If True, if the model doesn’t label any words in the sentence as the name, fallback to selecting the most likely name from all tokens even though the model gives it a different label. Note that this does guarantee the output contains a name. Default is True.

string_unitsbool

If True, return all IngredientAmount units as strings. If False, convert IngredientAmount units to pint.Unit objects where possible. Default is False.

imperial_unitsbool

If True, use imperial units instead of US customary units for pint.Unit objects for the the following units: fluid ounce, cup, pint, quart, gallon. Default is False, which results in US customary units being used. This has no effect if string_units=True.

Deprecated since version v2.5.0: Use volumetric_units_system="imperial" for the same functionality.

volumetric_units_systemstr, optional

Sets the units system for volumetric measurements, like “cup” or “tablespoon”. Available options are “us_customary” (default), “imperial”, “metric”, “australian”, “japanese”. This has no effect if string_units=True.

Added in version v2.5.0.

foundation_foodsbool, optional

If True, extract foundation foods from ingredient name. Foundation foods are the fundamental foods without any descriptive terms, e.g. ‘cucumber’ instead of ‘organic cucumber’. Default is False.

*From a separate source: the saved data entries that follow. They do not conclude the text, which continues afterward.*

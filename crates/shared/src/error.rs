//! Error types for the realtime client and its HTTP surfaces.

/// Failures of the realtime update client.
///
/// None of these escape to consumer code: the connection state machine and
/// the polling engine handle them where they occur.
#[derive(Debug, Clone, PartialEq, Eq, thiserror::Error)]
pub enum RealtimeError {
    /// The realtime URL could not be discovered.
    #[error("realtime configuration unavailable: {0}")]
    ConfigUnavailable(String),

    /// The server refused the credential, or never acknowledged it in time.
    #[error("authentication rejected: {0}")]
    AuthRejected(String),

    /// Socket error or abnormal close.
    #[error("transport error: {0}")]
    Transport(String),

    /// The reconnect policy gave up.
    #[error("gave up reconnecting after {attempts} attempts")]
    ReconnectExhausted { attempts: u32 },

    /// One topic's probe failed during a polling cycle.
    #[error("polling fetch failed for {topic}: {reason}")]
    PollingFetch { topic: String, reason: String },

    /// An inbound frame could not be decoded.
    #[error("malformed frame: {0}")]
    MalformedFrame(String),
}

impl RealtimeError {
    /// Whether the reconnect policy applies to this failure.
    pub fn is_retryable(&self) -> bool {
        matches!(
            self,
            RealtimeError::AuthRejected(_) | RealtimeError::Transport(_)
        )
    }
}

/// HTTP-layer error used by the API client.
#[derive(Debug, Clone, PartialEq, Eq, thiserror::Error)]
pub enum ApiError {
    #[error("Network error: {0}")]
    Network(String),
    #[error("HTTP {status}: {body}")]
    Http { status: u16, body: String },
    #[error("Deserialization error: {0}")]
    Deserialize(String),
    /// The GraphQL response carried an `errors` array.
    #[error("GraphQL error: {0}")]
    GraphQl(String),
}

impl From<serde_json::Error> for ApiError {
    fn from(err: serde_json::Error) -> Self {
        ApiError::Deserialize(err.to_string())
    }
}

impl ApiError {
    pub fn into_polling_error(self, topic: &str) -> RealtimeError {
        RealtimeError::PollingFetch {
            topic: topic.to_string(),
            reason: self.to_string(),
        }
    }
}

impl From<ApiError> for RealtimeError {
    fn from(err: ApiError) -> Self {
        RealtimeError::ConfigUnavailable(err.to_string())
    }
}
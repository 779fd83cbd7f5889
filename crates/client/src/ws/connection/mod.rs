//! Socket plumbing underneath the realtime connection state machine.
//!
//! A [`Connector`] opens one physical socket and hands back a [`SocketLink`]:
//! an outbound queue of frames to write and an inbound stream of socket
//! events. The state machine only ever talks to the link, so the native
//! tungstenite transport and in-memory test transports are interchangeable.

use std::fmt;

use async_trait::async_trait;
use backdesk_shared::RealtimeError;
use tokio::sync::mpsc::{self, UnboundedReceiver, UnboundedSender};

/// Lifecycle state of the realtime connection.
#[derive(Debug, Clone, Copy, PartialEq, Eq, Hash)]
pub enum ConnectionState {
    Idle,
    Connecting,
    Authenticating,
    Subscribing,
    Ready,
    Closing,
    Backoff,
}

impl ConnectionState {
    pub fn is_connected(&self) -> bool {
        matches!(self, ConnectionState::Ready)
    }

    /// Whether a connection is being established or retried.
    pub fn is_connecting(&self) -> bool {
        matches!(
            self,
            ConnectionState::Connecting
                | ConnectionState::Authenticating
                | ConnectionState::Subscribing
                | ConnectionState::Backoff
        )
    }
}

impl fmt::Display for ConnectionState {
    fn fmt(&self, f: &mut fmt::Formatter<'_>) -> fmt::Result {
        let name = match self {
            ConnectionState::Idle => "idle",
            ConnectionState::Connecting => "connecting",
            ConnectionState::Authenticating => "authenticating",
            ConnectionState::Subscribing => "subscribing",
            ConnectionState::Ready => "ready",
            ConnectionState::Closing => "closing",
            ConnectionState::Backoff => "backoff",
        };
        f.write_str(name)
    }
}

/// Something that happened on the socket.
#[derive(Debug, Clone, PartialEq, Eq)]
pub enum SocketEvent {
    /// A text frame.
    Text(String),
    /// The socket closed. `None` means no close frame was received.
    Closed(Option<u16>),
    /// Read or protocol error; the socket is unusable afterwards.
    Error(String),
}

/// A frame to write.
#[derive(Debug, Clone, PartialEq, Eq)]
pub enum Outbound {
    Text(String),
    /// Close the socket with this code.
    Close(u16),
}

/// Client side of an open socket.
#[derive(Debug)]
pub struct SocketLink {
    pub outbound: UnboundedSender<Outbound>,
    pub inbound: UnboundedReceiver<SocketEvent>,
}

/// Far side of a [`SocketLink`]: whoever drives the real transport (or plays
/// the server in tests) reads `outbound` and feeds `inbound`.
#[derive(Debug)]
pub struct SocketPeer {
    pub outbound: UnboundedReceiver<Outbound>,
    pub inbound: UnboundedSender<SocketEvent>,
}

impl SocketLink {
    /// Create a connected link/peer pair.
    pub fn pair() -> (SocketLink, SocketPeer) {
        let (outbound_tx, outbound_rx) = mpsc::unbounded_channel();
        let (inbound_tx, inbound_rx) = mpsc::unbounded_channel();
        (
            SocketLink {
                outbound: outbound_tx,
                inbound: inbound_rx,
            },
            SocketPeer {
                outbound: outbound_rx,
                inbound: inbound_tx,
            },
        )
    }
}

/// Opens physical sockets.
#[async_trait]
pub trait Connector: Send + Sync + 'static {
    async fn open(&self, url: &str) -> Result<SocketLink, RealtimeError>;
}

mod connection_native;
pub use connection_native::NativeConnector;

custom_unitsdict[str, str] | None, optional

Provide custom units to aid the parser in identifying units. The custom units should be provided as a dict of plural: singular pairs. If a unit does not have a plural form, provide the singular form as the key for the pair. The units should not start with a capital letter, but may contain capital letters at other positions.

Added in version v2.6.0.

Returns:
list[ParsedIngredient]

List of ParsedIngredient objects of structured data parsed from input sentences.